Material shown START
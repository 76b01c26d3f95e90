//! MOTD greeting drop-in for Debian-family systems.
use std::path::PathBuf;

use anyhow::Result;

use super::{Context, Gate, ProcessOpts, Unit, UnitResult};
use crate::resources::managed_file::ManagedFile;
use crate::units::process::run_resources;

const MOTD_PATH: &str = "/etc/update-motd.d/01-hello";

/// Write `/etc/update-motd.d/01-hello` with mode 0755.
#[derive(Debug)]
pub struct MotdGreeting;

impl MotdGreeting {
    fn content(ctx: &Context) -> String {
        format!(
            "#!/bin/sh\nprintf '%s\\n' \"Welcome back, {}. This machine is managed by provision.\"\n",
            ctx.user
        )
    }
}

impl Unit for MotdGreeting {
    fn name(&self) -> &'static str {
        "motd"
    }

    fn gate(&self, ctx: &Context) -> Gate {
        if !ctx.platform.supports_motd() {
            return Gate::Disabled("update-motd.d is Debian-family only".to_string());
        }
        if !ctx.elevation.available() {
            return Gate::Unsupported("requires elevated privileges".to_string());
        }
        Gate::Run
    }

    fn run(&self, ctx: &Context) -> Result<UnitResult> {
        let resource = ManagedFile::elevated(
            PathBuf::from(MOTD_PATH),
            Self::content(ctx),
            0o755,
            ctx.elevation,
            ctx.executor.as_ref(),
        );
        run_resources(ctx, std::iter::once(resource), &ProcessOpts::apply_all("write"))
            .map(|stats| stats.finish(ctx))
    }
}
//! Interactive prompts, behind a trait so the resolver stays testable.
use std::io::IsTerminal as _;

use anyhow::Result;

use super::SshKeyAction;

/// Prompt backend used by the resolver for prompt-eligible fields.
pub trait Prompter {
    /// Ask which SSH key action to take, offering `default`.
    ///
    /// # Errors
    ///
    /// Returns an error if the terminal interaction fails.
    fn select_key_action(&self, default: SshKeyAction) -> Result<SshKeyAction>;

    /// Ask for the SSH port, offering `default` on empty input.
    ///
    /// # Errors
    ///
    /// Returns an error if the terminal interaction fails.
    fn input_port(&self, default: u16) -> Result<u16>;

    /// Ask for one public key line; `None` when the user enters nothing.
    ///
    /// # Errors
    ///
    /// Returns an error if the terminal interaction fails.
    fn input_public_key(&self) -> Result<Option<String>>;

    /// Yes/no confirmation with a default answer.
    ///
    /// # Errors
    ///
    /// Returns an error if the terminal interaction fails.
    fn confirm(&self, message: &str, default: bool) -> Result<bool>;
}

/// Whether both stdin and stderr are attached to a terminal.
///
/// When they are not, the resolver must never block on a prompt — it falls
/// back to defaults and prints the resolved value instead.
#[must_use]
pub fn stdin_is_interactive() -> bool {
    std::io::stdin().is_terminal() && std::io::stderr().is_terminal()
}

/// Production prompter backed by `dialoguer`.
#[derive(Debug, Default, Clone, Copy)]
pub struct DialoguerPrompter;

impl Prompter for DialoguerPrompter {
    fn select_key_action(&self, default: SshKeyAction) -> Result<SshKeyAction> {
        let options = [SshKeyAction::Generate, SshKeyAction::Add, SshKeyAction::Skip];
        let default_index = options.iter().position(|a| *a == default).unwrap_or(0);
        let labels = ["generate a new key", "add provided public keys", "skip"];
        let index = dialoguer::Select::new()
            .with_prompt("SSH key action")
            .items(&labels)
            .default(default_index)
            .interact()?;
        Ok(options.get(index).copied().unwrap_or(default))
    }

    fn input_port(&self, default: u16) -> Result<u16> {
        let port: u16 = dialoguer::Input::new()
            .with_prompt("SSH port")
            .default(default)
            .interact_text()?;
        Ok(port)
    }

    fn input_public_key(&self) -> Result<Option<String>> {
        let entry: String = dialoguer::Input::new()
            .with_prompt("Public key to authorize (empty to skip)")
            .allow_empty(true)
            .interact_text()?;
        let trimmed = entry.trim().to_string();
        if trimmed.is_empty() {
            Ok(None)
        } else {
            Ok(Some(trimmed))
        }
    }

    fn confirm(&self, message: &str, default: bool) -> Result<bool> {
        Ok(dialoguer::Confirm::new()
            .with_prompt(message)
            .default(default)
            .interact()?)
    }
}

/// Scripted prompter for resolver tests.
#[cfg(test)]
#[derive(Debug, Default)]
pub struct ScriptedPrompter {
    /// Answer for [`Prompter::select_key_action`].
    pub key_action: Option<SshKeyAction>,
    /// Answer for [`Prompter::input_port`].
    pub port: Option<u16>,
    /// Answer for [`Prompter::input_public_key`].
    pub public_key: Option<String>,
    /// Answer for [`Prompter::confirm`].
    pub confirm: bool,
    /// Number of prompt interactions performed.
    pub calls: std::cell::Cell<usize>,
}

#[cfg(test)]
impl Prompter for ScriptedPrompter {
    fn select_key_action(&self, default: SshKeyAction) -> Result<SshKeyAction> {
        self.calls.set(self.calls.get() + 1);
        Ok(self.key_action.unwrap_or(default))
    }

    fn input_port(&self, default: u16) -> Result<u16> {
        self.calls.set(self.calls.get() + 1);
        Ok(self.port.unwrap_or(default))
    }

    fn input_public_key(&self) -> Result<Option<String>> {
        self.calls.set(self.calls.get() + 1);
        Ok(self.public_key.clone())
    }

    fn confirm(&self, _message: &str, _default: bool) -> Result<bool> {
        self.calls.set(self.calls.get() + 1);
        Ok(self.confirm)
    }
}
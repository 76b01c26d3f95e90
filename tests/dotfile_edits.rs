#![allow(clippy::expect_used, clippy::unwrap_used, clippy::indexing_slicing)]
//! Integration tests for the dotfile mutator: true idempotence, in-place
//! keyed updates, and preservation of unrelated lines.

use provision_cli::resources::line::{KeyedValue, LineInFile};
use provision_cli::resources::{Applicable, Resource};

#[test]
fn repeated_line_edits_converge_to_stable_bytes() {
    let tmp = tempfile::tempdir().unwrap();
    let rc = tmp.path().join(".zshrc");

    let edits = [
        "export ZSH=\"$HOME/.oh-my-zsh\"",
        "export PATH=\"$HOME/.local/bin:$PATH\"",
        ". \"$HOME/.cargo/env\"",
    ];

    for line in edits {
        LineInFile::new(rc.clone(), line.to_string()).apply().unwrap();
    }
    let first = std::fs::read_to_string(&rc).unwrap();

    // Apply the same sequence twice more.
    for _ in 0..2 {
        for line in edits {
            LineInFile::new(rc.clone(), line.to_string()).apply().unwrap();
        }
    }
    let last = std::fs::read_to_string(&rc).unwrap();
    assert_eq!(first, last, "re-application must be byte-identical");
    assert_eq!(first.lines().count(), 3, "no duplicated lines");
}

#[test]
fn keyed_update_preserves_unrelated_lines_and_order() {
    let tmp = tempfile::tempdir().unwrap();
    let rc = tmp.path().join(".zshrc");
    std::fs::write(
        &rc,
        "# managed rc\nexport EDITOR=nvim\nZSH_THEME=\"old\"\nalias ll='ls -l'\n",
    )
    .unwrap();

    KeyedValue::new(rc.clone(), "ZSH_THEME".to_string(), "\"new\"".to_string())
        .apply()
        .unwrap();

    let content = std::fs::read_to_string(&rc).unwrap();
    let lines: Vec<&str> = content.lines().collect();
    assert_eq!(lines[0], "# managed rc");
    assert_eq!(lines[1], "export EDITOR=nvim");
    assert_eq!(lines[2], "ZSH_THEME=\"new\"");
    assert_eq!(lines[3], "alias ll='ls -l'");
}

#[test]
fn keyed_value_state_reports_drift() {
    let tmp = tempfile::tempdir().unwrap();
    let rc = tmp.path().join(".zshrc");
    let resource = KeyedValue::list(rc.clone(), "plugins", &["git", "docker"]);

    assert!(resource.needs_change().unwrap(), "missing file needs change");
    resource.apply().unwrap();
    assert!(!resource.needs_change().unwrap(), "converged state is stable");

    std::fs::write(&rc, "plugins=(git)\n").unwrap();
    assert!(resource.needs_change().unwrap(), "drift must be detected");
}

#[test]
fn mixed_edit_sequence_is_idempotent() {
    let tmp = tempfile::tempdir().unwrap();
    let rc = tmp.path().join(".zshrc");

    let run_edits = || {
        LineInFile::new(rc.clone(), "export ZSH=\"$HOME/.oh-my-zsh\"".to_string())
            .apply()
            .unwrap();
        KeyedValue::new(rc.clone(), "ZSH_THEME".to_string(), "\"robbyrussell\"".to_string())
            .apply()
            .unwrap();
        KeyedValue::list(rc.clone(), "plugins", &["git", "zsh-autosuggestions"])
            .apply()
            .unwrap();
        LineInFile::new(rc.clone(), "source $ZSH/oh-my-zsh.sh".to_string())
            .apply()
            .unwrap();
    };

    run_edits();
    let first = std::fs::read_to_string(&rc).unwrap();
    run_edits();
    let second = std::fs::read_to_string(&rc).unwrap();
    assert_eq!(first, second);
    insta::assert_snapshot!(first, @r#"
    export ZSH="$HOME/.oh-my-zsh"
    ZSH_THEME="robbyrussell"
    plugins=(git zsh-autosuggestions)
    source $ZSH/oh-my-zsh.sh
    "#);
}
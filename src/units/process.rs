//! Generic resource processing: check state, apply as configured, count.
//!
//! Strictly sequential — one resource is fully applied before the next is
//! checked. Package managers hold global locks, so no concurrent
//! invocations are permitted anywhere in the engine.
use anyhow::Result;

use super::Context;
use crate::resources::{Resource, ResourceChange, ResourceState};

/// Result of a single unit execution.
#[derive(Debug, Clone)]
pub enum UnitResult {
    /// Unit completed successfully.
    Ok,
    /// Unit was skipped, with a reason.
    Skipped(String),
    /// Unit ran in dry-run mode.
    DryRun,
}

/// Counters for units that process many resources.
///
/// # Examples
///
/// ```
/// use provision_cli::units::UnitStats;
///
/// let stats = UnitStats { changed: 3, already_ok: 10, skipped: 0 };
/// assert_eq!(stats.summary(false), "3 changed, 10 already ok");
/// assert_eq!(stats.summary(true), "3 would change, 10 already ok");
/// ```
#[derive(Debug, Default)]
pub struct UnitStats {
    /// Resources changed or applied.
    pub changed: u32,
    /// Resources already in the correct state.
    pub already_ok: u32,
    /// Resources skipped due to errors or inapplicability.
    pub skipped: u32,
}

impl UnitStats {
    /// Create a new empty counter.
    #[must_use]
    pub fn new() -> Self {
        Self::default()
    }

    /// Format the summary string (e.g. "3 changed, 10 already ok, 1 skipped").
    #[must_use]
    pub fn summary(&self, dry_run: bool) -> String {
        let verb = if dry_run { "would change" } else { "changed" };
        if self.skipped > 0 {
            format!(
                "{} {verb}, {} already ok, {} skipped",
                self.changed, self.already_ok, self.skipped
            )
        } else {
            format!("{} {verb}, {} already ok", self.changed, self.already_ok)
        }
    }

    /// Log the summary and return the appropriate [`UnitResult`].
    #[must_use]
    pub fn finish(self, ctx: &Context) -> UnitResult {
        ctx.log.info(&self.summary(ctx.dry_run));
        if ctx.dry_run {
            UnitResult::DryRun
        } else {
            UnitResult::Ok
        }
    }
}

impl std::ops::AddAssign for UnitStats {
    fn add_assign(&mut self, other: Self) {
        self.changed += other.changed;
        self.already_ok += other.already_ok;
        self.skipped += other.skipped;
    }
}

/// Configuration for the resource processing loop.
///
/// # Examples
///
/// ```
/// use provision_cli::units::ProcessOpts;
///
/// // Fix everything, bail on errors (strict):
/// let opts = ProcessOpts::apply_all("link");
/// assert!(opts.fix_incorrect && opts.fix_missing && opts.bail_on_error);
///
/// // Install only missing resources, warn on errors (lenient):
/// let opts = ProcessOpts::install_missing("install");
/// assert!(!opts.fix_incorrect && opts.fix_missing && !opts.bail_on_error);
/// ```
#[derive(Debug)]
pub struct ProcessOpts<'a> {
    /// Verb for log messages (e.g., "install", "link", "write").
    pub verb: &'a str,
    /// Treat `Incorrect` as fixable. If `false`, skip it.
    pub fix_incorrect: bool,
    /// Treat `Missing` as fixable. If `false`, skip it.
    pub fix_missing: bool,
    /// Propagate errors from `apply()`. If `false`, warn and count skipped.
    pub bail_on_error: bool,
}

impl<'a> ProcessOpts<'a> {
    /// Fix both missing and incorrect resources, bailing on errors.
    #[must_use]
    pub const fn apply_all(verb: &'a str) -> Self {
        Self {
            verb,
            fix_incorrect: true,
            fix_missing: true,
            bail_on_error: true,
        }
    }

    /// Install only missing resources, warning on errors instead of bailing.
    ///
    /// Suitable for resources that must not be overwritten when already
    /// present (claim-once symlinks, vendor installers).
    #[must_use]
    pub const fn install_missing(verb: &'a str) -> Self {
        Self {
            verb,
            fix_incorrect: false,
            fix_missing: true,
            bail_on_error: false,
        }
    }

    /// Warn on errors instead of bailing.
    #[must_use]
    pub const fn no_bail(mut self) -> Self {
        self.bail_on_error = false;
        self
    }
}

/// Check and apply each resource in order, returning accumulated stats.
///
/// Lower-level variant for units that process several resource groups and
/// want a single combined summary.
///
/// # Errors
///
/// Propagates state-check errors, and apply errors when `bail_on_error`.
pub fn run_resources<R: Resource>(
    ctx: &Context,
    resources: impl IntoIterator<Item = R>,
    opts: &ProcessOpts<'_>,
) -> Result<UnitStats> {
    let mut stats = UnitStats::new();
    for resource in resources {
        let current = resource.current_state()?;
        stats += process_single(ctx, &resource, current, opts)?;
    }
    Ok(stats)
}

/// Check and apply each resource, logging one summary line.
///
/// # Errors
///
/// Same failure modes as [`run_resources`].
pub fn process_resources<R: Resource>(
    ctx: &Context,
    resources: impl IntoIterator<Item = R>,
    opts: &ProcessOpts<'_>,
) -> Result<UnitResult> {
    Ok(run_resources(ctx, resources, opts)?.finish(ctx))
}

/// Apply resources with pre-computed states (bulk-query pattern), logging
/// one summary line.
///
/// # Errors
///
/// Propagates apply errors when `bail_on_error`.
pub fn process_resource_states<R: Resource>(
    ctx: &Context,
    resource_states: impl IntoIterator<Item = (R, ResourceState)>,
    opts: &ProcessOpts<'_>,
) -> Result<UnitResult> {
    let mut stats = UnitStats::new();
    for (resource, current) in resource_states {
        stats += process_single(ctx, &resource, current, opts)?;
    }
    Ok(stats.finish(ctx))
}

/// Process a single resource given its current state, returning a delta.
pub(crate) fn process_single<R: Resource>(
    ctx: &Context,
    resource: &R,
    resource_state: ResourceState,
    opts: &ProcessOpts<'_>,
) -> Result<UnitStats> {
    let desc = resource.description();
    let mut delta = UnitStats::new();
    match resource_state {
        ResourceState::Correct => {
            ctx.log.debug(&format!("ok: {desc}"));
            delta.already_ok += 1;
        }
        ResourceState::Invalid { reason } => {
            ctx.log.debug(&format!("skipping {desc}: {reason}"));
            delta.skipped += 1;
        }
        ResourceState::Missing if !opts.fix_missing => {
            delta.skipped += 1;
        }
        ResourceState::Incorrect { .. } if !opts.fix_incorrect => {
            ctx.log.debug(&format!("skipping {desc} (unexpected state)"));
            delta.skipped += 1;
        }
        resource_state @ (ResourceState::Missing | ResourceState::Incorrect { .. }) => {
            if ctx.dry_run {
                let msg = if let ResourceState::Incorrect { ref current } = resource_state {
                    format!("would {} {desc} (currently {current})", opts.verb)
                } else {
                    format!("would {}: {desc}", opts.verb)
                };
                ctx.log.dry_run(&msg);
                delta.changed += 1;
                return Ok(delta);
            }
            delta += apply_resource(ctx, resource, opts)?;
        }
    }
    Ok(delta)
}

/// Apply a single resource change, returning a delta.
fn apply_resource<R: Resource>(
    ctx: &Context,
    resource: &R,
    opts: &ProcessOpts<'_>,
) -> Result<UnitStats> {
    let desc = resource.description();
    let mut delta = UnitStats::new();
    let change = match resource.apply() {
        Ok(change) => change,
        Err(e) => {
            if opts.bail_on_error {
                return Err(e);
            }
            ctx.log.warn(&format!("failed to {} {desc}: {e:#}", opts.verb));
            delta.skipped += 1;
            return Ok(delta);
        }
    };

    match change {
        ResourceChange::Applied => {
            ctx.log.debug(&format!("{}: {desc}", opts.verb));
            delta.changed += 1;
        }
        ResourceChange::AlreadyCorrect => {
            delta.already_ok += 1;
        }
        ResourceChange::Skipped { reason } => {
            if opts.bail_on_error {
                anyhow::bail!("failed to {} {desc}: {reason}", opts.verb);
            }
            ctx.log.warn(&format!("failed to {} {desc}: {reason}", opts.verb));
            delta.skipped += 1;
        }
    }
    Ok(delta)
}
Material shown END
| What to work on |
The number alone is wanted: how many lines of the records above include the string "each".

| Result |
2